Por ejemplo, de su protagonista, que se llama Wikus Van de Merwe, un nombre que sólo puede existir en el mundo afrikaner. Un verdadero pajarón, Wikus es el encargado de una típica operación sudafricana: remover todo el Sector 9 para llevar a sus marcianos a un lugar “mejor”, pero a 200 kilómetros de la ciudad. Fuera de la vista.
El apartheid hizo eso una y otra vez, y el nombre de la película es un guiño directo al mítico Sector 6 de Ciudad del Cabo, el único barrio multirracial del país, que los bóers duros odiaban con pasión. En el 6 vivían blancos, negros y mulatos de todo tipo, junto a indonesios e hindúes, con la mejor música y teatro del país. El barrio fue “removido” a punta de pistola y demolido, y todavía sigue siendo un baldío en la ciudad del sur.
Con lo que la operación en el Sector 9 resulta típica: hombres armados hasta los dientes montados en hippos, los coches blindados de industria nacional que se ven en los documentales, comandados por un coronel tremendamente hijo de puta y con acento holandés. La excusa es que hasta hubo disturbios violentos en la barriada de Tembiso, con los negros quemando todo para que echen a los marcianos, un eco directo de los disturbios en que murieron tantos inmigrantes de Zimbabwe. La película se da el lujo de mostrar un noticiero con gentes humildes, con acentos xhosa o zulú, o directamente hablando el afrikaans del campo, exigiendo que retiren esa mugre alienígena.
La razzia arranca por una manifestación por los derechos humanos, extendidos a los que no son humanos. Wikus está al mando, aunque es un civil y un gil a la acuarela, por orden de su suegro, el siniestro Piet Smit, presidente de la corporación encargada de manejar a los marcianos. Su asistente es Fundiswa Mhlanga, que terminará siendo la única persona decente en el asunto. El mundo al que entran es el de los townships y sus mafias nigerianas, sus rarísimas ropas, sus arsenales de kalashnikovs. Las fobias físicas del racismo blanco hacia los negros se reproducen en un grotesco de putas humanas que atienden marcianos –tan insectoides que les dicen “camarones”– a cambio de armas y dinero.

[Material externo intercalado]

use axum::{
    extract::{Query, State},
    http::header,
    middleware::{from_fn, from_fn_with_state},
    response::{IntoResponse, Response},
    routing::get,
    Json, Router,
};

use crate::controllers::ReportController;
use crate::dto::report_dto::{ReportFormat, ReportParams};
use crate::dto::ApiResponse;
use crate::middleware::{admin_only_middleware, auth_middleware};
use crate::state::AppState;
use crate::utils::errors::AppResult;

pub fn create_report_router(state: AppState) -> Router<AppState> {
    Router::new()
        .route("/generate", get(generate_report))
        .route_layer(from_fn(admin_only_middleware))
        .route_layer(from_fn_with_state(state, auth_middleware))
}

async fn generate_report(
    State(state): State<AppState>,
    Query(params): Query<ReportParams>,
) -> AppResult<Response> {
    let controller = ReportController::new(state.bookings.clone());
    let report = controller.generate(&params).await?;

    let response = match params.format.unwrap_or_default() {
        ReportFormat::Json => Json(ApiResponse::success(report)).into_response(),
        ReportFormat::Csv => {
            let disposition = format!("attachment; filename=\"{}\"", report.csv_filename());
            (
                [
                    (header::CONTENT_TYPE, "text/csv; charset=utf-8".to_string()),
                    (header::CONTENT_DISPOSITION, disposition),
                ],
                report.to_csv(),
            )
                .into_response()
        }
    };

    Ok(response)
}
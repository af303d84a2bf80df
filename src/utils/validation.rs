//! Utilidades de validación
//!
//! Este módulo contiene funciones helper para validación de datos
//! y conversión de parámetros de query.

use chrono::NaiveDate;
use validator::{ValidationError, ValidationErrors};

use crate::models::booking_status::BookingStatus;

/// Validar y convertir string a fecha
pub fn validate_date(value: &str) -> Result<NaiveDate, ValidationError> {
    NaiveDate::parse_from_str(value.trim(), "%Y-%m-%d").map_err(|_| {
        let mut error = ValidationError::new("date");
        error.add_param("value".into(), &value.to_string());
        error.add_param("format".into(), &"YYYY-MM-DD".to_string());
        error
    })
}

/// Validar que un string no esté vacío
pub fn validate_not_empty(value: &str) -> Result<(), ValidationError> {
    if value.trim().is_empty() {
        let mut error = ValidationError::new("not_empty");
        error.add_param("value".into(), &value.to_string());
        return Err(error);
    }
    Ok(())
}

/// Validar y convertir un estado de reserva recibido como texto
pub fn validate_booking_status(value: &str) -> Result<BookingStatus, ValidationError> {
    value.parse::<BookingStatus>().map_err(|_| {
        let mut error = ValidationError::new("booking_status");
        error.add_param("value".into(), &value.to_string());
        error
    })
}

/// Parámetro de query opcional: vacío o "all" equivalen a sin filtro
pub fn optional_query_value(value: Option<&str>) -> Option<&str> {
    value
        .map(str::trim)
        .filter(|v| !v.is_empty() && !v.eq_ignore_ascii_case("all"))
}

/// Validar un rango de fechas inclusivo
pub fn validate_date_range(
    start: Option<NaiveDate>,
    end: Option<NaiveDate>,
) -> Result<(), ValidationError> {
    if let (Some(start), Some(end)) = (start, end) {
        if start > end {
            let mut error = ValidationError::new("date_range");
            error.add_param("start".into(), &start.to_string());
            error.add_param("end".into(), &end.to_string());
            return Err(error);
        }
    }
    Ok(())
}

/// Envolver un error de campo en `ValidationErrors`
pub fn field_error(field: &'static str, error: ValidationError) -> ValidationErrors {
    let mut errors = ValidationErrors::new();
    errors.add(field, error);
    errors
}

/// Normalizar página y límite: página >= 1, límite en 1..=max (max al menos 1)
pub fn normalize_pagination(
    page: Option<u32>,
    limit: Option<u32>,
    default_limit: u32,
    max_limit: u32,
) -> (u32, u32) {
    let page = page.unwrap_or(1).max(1);
    let limit = limit.unwrap_or(default_limit).clamp(1, max_limit.max(1));
    (page, limit)
}

#[cfg(test)]
mod tests {
    use super::*;

    #[test]
    fn test_validate_date() {
        assert!(validate_date("2024-01-15").is_ok());
        assert!(validate_date("2024/01/15").is_err());
    }

    #[test]
    fn test_validate_not_empty() {
        assert!(validate_not_empty("no availability").is_ok());
        assert!(validate_not_empty(" \t ").is_err());
    }

    #[test]
    fn test_validate_booking_status() {
        assert_eq!(validate_booking_status("payment_pending"), Ok(BookingStatus::PaymentPending));
        assert!(validate_booking_status("PAID").is_err());
    }

    #[test]
    fn test_optional_query_value() {
        assert_eq!(optional_query_value(Some("all")), None);
        assert_eq!(optional_query_value(Some(" ")), None);
        assert_eq!(optional_query_value(Some("paid")), Some("paid"));
        assert_eq!(optional_query_value(None), None);
    }

    #[test]
    fn test_validate_date_range() {
        let a = NaiveDate::from_ymd_opt(2026, 1, 1);
        let b = NaiveDate::from_ymd_opt(2026, 2, 1);
        assert!(validate_date_range(a, b).is_ok());
        assert!(validate_date_range(a, a).is_ok());
        assert!(validate_date_range(b, a).is_err());
        assert!(validate_date_range(None, a).is_ok());
    }

    #[test]
    fn test_normalize_pagination() {
        assert_eq!(normalize_pagination(None, None, 10, 100), (1, 10));
        assert_eq!(normalize_pagination(Some(0), Some(500), 10, 100), (1, 100));
        assert_eq!(normalize_pagination(Some(3), Some(0), 10, 100), (3, 1));
    }

    #[test]
    fn test_normalize_pagination_zero_max() {
        assert_eq!(normalize_pagination(None, None, 10, 0), (1, 1));
        assert_eq!(normalize_pagination(Some(2), Some(50), 0, 0), (2, 1));
    }
}
use std::collections::HashMap;

use async_trait::async_trait;
use sqlx::PgPool;
use uuid::Uuid;

use super::VehicleStore;
use crate::models::vehicle::{Vehicle, VehicleDocument, VehicleRow};
use crate::utils::errors::{not_found_error, AppResult};

const VEHICLE_COLUMNS: &str = r#"
    id, owner_id, make, model, year, license_plate, vehicle_type,
    seats, transmission, fuel_type, daily_rate, security_deposit,
    is_available, status, created_at
"#;

pub struct PgVehicleRepository {
    pool: PgPool,
}

impl PgVehicleRepository {
    pub fn new(pool: PgPool) -> Self {
        Self { pool }
    }

    async fn documents_for(&self, vehicle_ids: &[Uuid]) -> AppResult<HashMap<Uuid, Vec<VehicleDocument>>> {
        let documents = sqlx::query_as::<_, VehicleDocument>(
            r#"
            SELECT id, vehicle_id, document_type, url, uploaded_at
            FROM vehicle_documents
            WHERE vehicle_id = ANY($1)
            ORDER BY uploaded_at DESC NULLS LAST
            "#,
        )
        .bind(vehicle_ids)
        .fetch_all(&self.pool)
        .await?;

        let mut by_vehicle: HashMap<Uuid, Vec<VehicleDocument>> = HashMap::new();
        for document in documents {
            by_vehicle.entry(document.vehicle_id).or_default().push(document);
        }
        Ok(by_vehicle)
    }

    async fn with_documents(&self, rows: Vec<VehicleRow>) -> AppResult<Vec<Vehicle>> {
        let ids: Vec<Uuid> = rows.iter().map(|r| r.id).collect();
        let mut documents = self.documents_for(&ids).await?;

        Ok(rows
            .into_iter()
            .map(|row| {
                let docs = documents.remove(&row.id).unwrap_or_default();
                row.into_vehicle(docs)
            })
            .collect())
    }
}

#[async_trait]
impl VehicleStore for PgVehicleRepository {
    async fn list_all(&self) -> AppResult<Vec<Vehicle>> {
        let sql = format!("SELECT {} FROM vehicles ORDER BY created_at DESC", VEHICLE_COLUMNS);
        let rows = sqlx::query_as::<_, VehicleRow>(&sql)
            .fetch_all(&self.pool)
            .await?;

        self.with_documents(rows).await
    }

    async fn find_by_id(&self, id: Uuid) -> AppResult<Option<Vehicle>> {
        let sql = format!("SELECT {} FROM vehicles WHERE id = $1", VEHICLE_COLUMNS);
        let row = sqlx::query_as::<_, VehicleRow>(&sql)
            .bind(id)
            .fetch_optional(&self.pool)
            .await?;

        match row {
            Some(row) => Ok(self.with_documents(vec![row]).await?.pop()),
            None => Ok(None),
        }
    }

    async fn set_availability(&self, id: Uuid, is_available: bool) -> AppResult<Vehicle> {
        let sql = format!(
            "UPDATE vehicles SET is_available = $2 WHERE id = $1 RETURNING {}",
            VEHICLE_COLUMNS
        );
        let row = sqlx::query_as::<_, VehicleRow>(&sql)
            .bind(id)
            .bind(is_available)
            .fetch_optional(&self.pool)
            .await?
            .ok_or_else(|| not_found_error("Vehicle", &id.to_string()))?;

        self.with_documents(vec![row])
            .await?
            .pop()
            .ok_or_else(|| not_found_error("Vehicle", &id.to_string()))
    }
}
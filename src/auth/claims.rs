use serde::{Deserialize, Serialize};
use uuid::Uuid;

/// What a token is allowed to be used for: a login session or a password reset.
#[derive(Debug, Clone, Copy, Serialize, Deserialize, PartialEq, Eq)]
#[serde(rename_all = "lowercase")]
pub enum TokenPurpose {
    Login,
    Reset,
}

/// JWT payload. Decoding into this struct fails on any missing or
/// mistyped field, which callers must report as an invalid token.
#[derive(Debug, Clone, Serialize, Deserialize)]
pub struct Claims {
    pub sub: Uuid,            // user ID
    pub email: String,        // user email at issuance
    pub iat: usize,           // issued at (unix timestamp)
    pub exp: usize,           // expires at (unix timestamp)
    pub iss: String,          // issuer
    pub aud: String,          // audience
    pub purpose: TokenPurpose, // login or reset
    pub pwv: i64,             // password version at issuance
}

La droga de rigor es una comida para gatos, la Puddi de latas azules, que enloquece a los camarones. La comida cotidiana es carne cortada a machete y lo que aparece revolviendo la basura. El operativo muestra la crueldad burocrática de un sistema que allana casillas a patadas, saca a los pobladores a punta de Itaka y los hace poner de rodillas para que Wikus les explique las ventajas de la mudanza y les pida su firma al pie del formulario. Y les aclare que no les van a cobrar nada por hacerles perder todo.
Los extraterrestres hablan con una mezcla de clicks y gruñidos impenetrable, pero los humanos los entienden perfectamente. A su vez, todos los camarones entienden inglés y los diálogos se muestran con toda naturalidad con un lado hablando en alien y el otro en inglés. Es una situación cotidiana en la babel sudafricana –trece idiomas oficiales, vaya a saber cuántos más– donde es normal ver diálogos unilaterales, del afrikaans al venda, en la panadería.
A Wikus le pasa lo peor que puede pasarle a un blanco en el universo racista: termina transformado en el otro. Su angustia es notable, su repulsión visceral y sus puteadas van del fuck al gravísimo voetsek del afrikaans. Para peor, los nigerianos se lo quieren comer, convencidos por una sangoma gordita de que así obtendrían sus nuevos poderes, y die koronel lo busca para matarlo, despedazarlo y vender sus órganos a las compañías de biotecnología. Wikus es un marginado que vale millones.
Y bajo el sol durísimo hay un par de extraterrestres que están trabajando para salvar a los suyos. Uno usa un chaleco pegado con cinta de embalar, el otro se pinta el cuerpo de amarillo, excepto en el brazo, donde a brochazos se puso la tricolor de Etiopía, el único país africano que nunca fue una colonia.